PROJECT_ROOT = find_project_root()
sys.path.insert(0, str(PROJECT_ROOT))

print(f"Project root: {PROJECT_ROOT}")

In [None]:
import json
import re
import logging
from dataclasses import dataclass
from typing import Any, Callable, Iterator, Optional, Protocol
from abc import ABC, abstractmethod

from tqdm.auto import tqdm

# Configure logging
logging.basicConfig(
    level=logging.INFO,
    format="%(asctime)s - %(levelname)s - %(message)s"
)
logger = logging.getLogger(__name__)

## 1. Configuration

In [None]:
# Load environment variables
try:
    from dotenv import load_dotenv
    load_dotenv(PROJECT_ROOT / ".env")
    print("Loaded .env file")
except ImportError:
    print("python-dotenv not installed, using system environment variables")

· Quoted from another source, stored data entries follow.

//! Restaurant type mapper (table TYPES_GASTRONOMIQUES)

use std::sync::Arc;
use rusqlite::{params, Connection, OptionalExtension, Params};
use crate::domain::{RestaurantType, Shared};
use crate::storage::{ConnectionProvider, KeyStrategy};
use crate::Result;
use super::{trace_failure, IdentityMap, Mapper};

const SELECT_TYPE: &str = "SELECT numero, libelle, description FROM TYPES_GASTRONOMIQUES";
const KEYS: KeyStrategy = KeyStrategy::Sequence("SEQ_TYPES_GASTRONOMIQUES");

pub struct RestaurantTypeMapper {
    db: Arc<ConnectionProvider>,
    cache: IdentityMap<RestaurantType>,
}

impl RestaurantTypeMapper {
    pub fn new(db: Arc<ConnectionProvider>) -> Self {
        Self {
            db,
            cache: IdentityMap::new(),
        }
    }

    pub fn find_by_id_with(&self, conn: &Connection, id: i64) -> Result<Option<Shared<RestaurantType>>> {
        if let Some(kind) = self.cache.get(id) {
            return Ok(Some(kind));
        }
        let kind = conn
            .query_row(&format!("{} WHERE numero = ?1", SELECT_TYPE), [id], row_to_type)
            .optional()?;
        Ok(kind.map(|k| self.cache.load(id, k)))
    }

    /// The type with this exact label (labels are unique)
    pub fn find_by_label(&self, label: &str) -> Result<Option<Shared<RestaurantType>>> {
        let conn = self.db.connection()?;
        let found = self.query(&conn, &format!("{} WHERE libelle = ?1", SELECT_TYPE), [label])?;
        Ok(found.into_iter().next())
    }

    /// Types whose description contains `fragment`
    pub fn find_by_description(&self, fragment: &str) -> Result<Vec<Shared<RestaurantType>>> {
        let conn = self.db.connection()?;
        let pattern = format!("%{}%", fragment);
        self.query(
            &conn,
            &format!("{} WHERE description LIKE ?1 ORDER BY libelle", SELECT_TYPE),
            [pattern],
        )
    }

    fn query<P: Params>(&self, conn: &Connection, sql: &str, params: P) -> Result<Vec<Shared<RestaurantType>>> {
        let mut stmt = conn.prepare(sql)?;
        let kinds = stmt
            .query_map(params, row_to_type)?
            .collect::<rusqlite::Result<Vec<_>>>()?;

        Ok(kinds
            .into_iter()
            .filter_map(|k| k.id.map(|id| self.cache.load(id, k)))
            .collect())
    }
}

impl Mapper for RestaurantTypeMapper {
    type Entity = RestaurantType;

    fn find_by_id(&self, id: i64) -> Result<Option<Shared<RestaurantType>>> {
        let conn = self.db.connection()?;
        self.find_by_id_with(&conn, id)
    }

    fn find_all(&self) -> Result<Vec<Shared<RestaurantType>>> {
        let conn = self.db.connection()?;
        self.query(&conn, &format!("{} ORDER BY libelle", SELECT_TYPE), [])
    }

    /// A label that already exists resolves to the existing type
    fn create(&self, entity: &Shared<RestaurantType>) -> Result<Shared<RestaurantType>> {
        let kind = entity.read().clone();
        if kind.id.is_some() {
            return Ok(entity.clone());
        }

        let result = self.db.in_transaction(|tx| {
            let allocated = KEYS.allocate(tx)?;
            tx.execute(
                "INSERT INTO TYPES_GASTRONOMIQUES (numero, libelle, description) VALUES (?1, ?2, ?3)",
                params![allocated, kind.label, kind.description],
            )?;
            Ok(KEYS.resolve(tx, allocated))
        });

        match result {
            Ok(id) => {
                entity.write().id = Some(id);
                tracing::info!("Created restaurant type #{} ({})", id, kind.label);
                Ok(self.cache.put(id, entity))
            }
            Err(err) if err.is_unique_violation() => {
                tracing::warn!("Restaurant type '{}' already exists, reusing it", kind.label);
                match self.find_by_label(&kind.label)? {
                    Some(existing) => Ok(existing),
                    None => Err(err),
                }
            }
            Err(err) => trace_failure("create", "RestaurantType", None, Err(err)),
        }
    }

    fn update(&self, entity: &Shared<RestaurantType>) -> Result<bool> {
        let kind = entity.read().clone();
        let Some(id) = kind.id else {
            return Ok(false);
        };

        let result = self.db.in_transaction(|tx| {
            Ok(tx.execute(
                "UPDATE TYPES_GASTRONOMIQUES SET libelle = ?1, description = ?2 WHERE numero = ?3",
                params![kind.label, kind.description, id],
            )?)
        });

        if trace_failure("update", "RestaurantType", Some(id), result)? == 0 {
            return Ok(false);
        }
        self.cache.put(id, entity);
        Ok(true)
    }

    fn delete_by_id(&self, id: i64) -> Result<bool> {
        let result = self.db.in_transaction(|tx| {
            Ok(tx.execute("DELETE FROM TYPES_GASTRONOMIQUES WHERE numero = ?1", [id])?)
        });

        let deleted = trace_failure("delete", "RestaurantType", Some(id), result)?;
        self.cache.remove(id);
        Ok(deleted > 0)
    }

    fn identity_map(&self) -> &IdentityMap<RestaurantType> {
        &self.cache
    }
}

fn row_to_type(row: &rusqlite::Row) -> rusqlite::Result<RestaurantType> {
    Ok(RestaurantType {
        id: Some(row.get(0)?),
        label: row.get(1)?,
        description: row.get(2)?,
        ..RestaurantType::default()
    })
}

# Environment configuration
S3_BUCKET_NAME = os.getenv("S3_BUCKET_NAME", "")
EMR_INSTANCE_ID = os.getenv("EMR_INSTANCE_ID", "")
EMR_SPARK_PORT = int(os.getenv("EMR_SPARK_PORT", "15002"))

print(f"S3_BUCKET_NAME: {S3_BUCKET_NAME or '(not set)'}")
print(f"EMR_INSTANCE_ID: {EMR_INSTANCE_ID or '(not set)'}")
print(f"EMR_SPARK_PORT: {EMR_SPARK_PORT}")

In [None]:
@dataclass(frozen=True)
class PreprocessingConfig:
    """Configuration for data preprocessing."""

    # Thresholds
    large_data_threshold: int = 1_000_000  # 1M rows
    min_text_length: int = 2
    max_text_length: int = 512
    min_korean_ratio: float = 0.30  # 30% Korean characters

    # Paths
    input_dir: Path = PROJECT_ROOT / "data" / "huggingface_korean"
    output_dir: Path = PROJECT_ROOT / "data" / "v22.1" / "preprocessed"
    s3_output_prefix: str = "spark-meta/neural/preprocessed/"

    # Spark settings
    spark_host: str = "localhost"
    spark_port: int = EMR_SPARK_PORT


config = PreprocessingConfig()

# Ensure output directory exists
config.output_dir.mkdir(parents=True, exist_ok=True)

print(f"Input directory: {config.input_dir}")
print(f"Output directory: {config.output_dir}")
print(f"Large data threshold: {config.large_data_threshold:,} rows")

## 2. Text Cleaning Functions

Shared cleaning logic used by both pandas and Spark implementations.

In [None]:
# Precompiled regex patterns for performance
HTML_TAG_PATTERN = re.compile(r"<[^>]+>")
WHITESPACE_PATTERN = re.compile(r"\s+")
SPECIAL_CHAR_PATTERN = re.compile(
    r"[^\w\s가-힣a-zA-Z0-9.,!?;:'\"()\[\]{}\-]+"
)
KOREAN_CHAR_PATTERN = re.compile(r"[가-힣]")


def remove_html_tags(text: str) -> str:
    """Remove HTML tags from text.

    Args:
        text: Input text possibly containing HTML tags.

    Returns:
        Text with HTML tags removed.
    """
    if not text:
        return ""
    return HTML_TAG_PATTERN.sub("", text)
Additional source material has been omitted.